The high court has asked lawyers in the case to submit short briefs, no longer than 10 pages, on “the effect on this Court’s jurisdiction” following “the North Carolina Supreme Court’s February 3, 2023 order granting rehearing, and any subsequent state court proceedings.”

The request signals that the U.S. Supreme Court is considering declaring the case moot and dismissing it without issuing a decision since the North Carolina Supreme Court is hearing arguments that could alter the underlying facts. The high court originally heard arguments in the case on Dec. 7.

If the U.S. Supreme Court dismisses the case, it would save the justices from issuing a decision on the highly divisive independent state legislature theory.

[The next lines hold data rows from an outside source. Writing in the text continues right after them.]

//! Closest pairs on the line and in the plane.

use crate::point::Point;
use algokit_core::{Error, Result, validate};

// ============================================================================
// On the line
// ============================================================================

/// Values on a line whose differences can be taken without panicking.
///
/// Implemented for every primitive integer type.
pub trait LineValue: Ord + Copy {
    /// `self - other`, or `None` if it does not fit in `Self`.
    fn checked_gap(self, other: Self) -> Option<Self>;
}

macro_rules! impl_line_value {
    ($($t:ty),* $(,)?) => {
        $(
            impl LineValue for $t {
                fn checked_gap(self, other: Self) -> Option<Self> {
                    self.checked_sub(other)
                }
            }
        )*
    };
}

impl_line_value!(u8, u16, u32, u64, u128, usize, i8, i16, i32, i64, i128, isize);

/// The two values with the smallest difference, as `(smaller, larger)`.
///
/// Sorts, then scans adjacent differences. Among equal gaps the pair with
/// the smallest values wins. A gap too wide for `T` is larger than every
/// gap that fits, so it only matters when no gap fits.
///
/// # Errors
///
/// - `InvalidInput` for fewer than two values.
/// - `Overflow` when every adjacent gap is too wide for `T`, as for
///   `[i64::MIN, i64::MAX]`.
///
/// # Examples
///
/// ```
/// use algokit_geometry::closest_pair_line;
///
/// assert_eq!(closest_pair_line(&[0, 25, 50, 22, 75, 100]).unwrap(), (22, 25));
/// assert_eq!(closest_pair_line(&[100, 0, -100, 50, -50, -98]).unwrap(), (-100, -98));
/// assert!(closest_pair_line(&[i64::MIN, i64::MAX]).is_err());
/// ```
pub fn closest_pair_line<T: LineValue>(values: &[T]) -> Result<(T, T)> {
    validate::min_len("values", values.len(), 2)?;

    let mut sorted = values.to_vec();
    sorted.sort_unstable();

    sorted
        .windows(2)
        .filter_map(|pair| {
            let gap = pair[1].checked_gap(pair[0])?;
            Some((gap, pair[0], pair[1]))
        })
        .min_by_key(|&(gap, _, _)| gap)
        .map(|(_, low, high)| (low, high))
        .ok_or_else(|| Error::overflow("closest pair gap"))
}

// ============================================================================
// In the plane
// ============================================================================

/// Best pair found so far: distance and the two points.
type Best = (f64, Point, Point);

/// The two closest points, in O(n log n) by divide and conquer.
///
/// The pair is returned ordered by `x`, then `y`. Duplicate points are a
/// valid closest pair at distance zero.
///
/// # Errors
///
/// `InvalidInput` for fewer than two points or a non-finite coordinate.
///
/// # Example
///
/// ```
/// use algokit_geometry::{Point, closest_pair};
///
/// let points = [
///     Point::new(2.0, 3.0),
///     Point::new(12.0, 30.0),
///     Point::new(40.0, 50.0),
///     Point::new(5.0, 1.0),
///     Point::new(12.0, 10.0),
///     Point::new(3.0, 4.0),
/// ];
/// let (a, b) = closest_pair(&points).unwrap();
/// assert_eq!((a, b), (Point::new(2.0, 3.0), Point::new(3.0, 4.0)));
/// ```
pub fn closest_pair(points: &[Point]) -> Result<(Point, Point)> {
    validate::min_len("points", points.len(), 2)?;
    if let Some(bad) = points.iter().find(|p| !p.is_finite()) {
        return Err(Error::invalid_input(format!("non-finite point {bad:?}")));
    }

    let mut work = points.to_vec();
    work.sort_by(Point::cmp_xy);
    let (distance, a, b) = closest_sorted(&mut work);
    log::trace!("closest pair of {} points at distance {}", points.len(), distance);

    if a.cmp_xy(&b).is_le() {
        Ok((a, b))
    } else {
        Ok((b, a))
    }
}

/// `points` is sorted by x on entry and by y on return; it holds at least
/// two points.
fn closest_sorted(points: &mut [Point]) -> Best {
    if points.len() <= 3 {
        let best = brute_force(points);
        points.sort_by(Point::cmp_yx);
        return best;
    }

    let mid = points.len() / 2;
    let split_x = points[mid].x;
    let left = closest_sorted(&mut points[..mid]);
    let right = closest_sorted(&mut points[mid..]);
    let mut best = if left.0 <= right.0 { left } else { right };

    merge_by_y(points, mid);

    let strip: Vec<Point> = points
        .iter()
        .filter(|p| (p.x - split_x).abs() < best.0)
        .copied()
        .collect();
    for (i, p) in strip.iter().enumerate() {
        for q in &strip[i + 1..] {
            if q.y - p.y >= best.0 {
                break;
            }
            let d = p.distance(q);
            if d < best.0 {
                best = (d, *p, *q);
            }
        }
    }
    best
}

fn brute_force(points: &[Point]) -> Best {
    let mut best = (f64::INFINITY, points[0], points[0]);
    for (i, p) in points.iter().enumerate() {
        for q in &points[i + 1..] {
            let d = p.distance(q);
            if d < best.0 {
                best = (d, *p, *q);
            }
        }
    }
    best
}

/// Merge the y-sorted halves `points[..mid]` and `points[mid..]`.
fn merge_by_y(points: &mut [Point], mid: usize) {
    let left = points[..mid].to_vec();
    let right = points[mid..].to_vec();
    let (mut i, mut j) = (0, 0);

    for slot in points.iter_mut() {
        let take_left = j >= right.len() || (i < left.len() && left[i].cmp_yx(&right[j]).is_le());
        if take_left {
            *slot = left[i];
            i += 1;
        } else {
            *slot = right[j];
            j += 1;
        }
    }
}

North Carolina Republicans brought suit in Moore v. Harper after the North Carolina Supreme Court tossed their 2021 congressional redistricting plan as an unconstitutional partisan gerrymander. The state GOP argued that state courts have no right to judge actions made by state legislatures related to redistricting or election law because the U.S. Constitution states that “the Legislature” sets the “time, place, and manner” of federal elections.

Under this independent state legislature theory , state courts would have no ability to review election laws or redistricting plans passed by state legislatures. Since the U.S. Supreme Court already prevented federal courts from reviewing partisan gerrymandering complaints in a prior case involving North Carolina redistricting, this would mean that state legislatures would be unrestricted in their ability to gerrymander congressional districts. And they would only be bound by federal courts if they sought to greatly restrict voting rights or access. More extreme versions of the theory would even eliminate gubernatorial vetoes of election laws and district maps.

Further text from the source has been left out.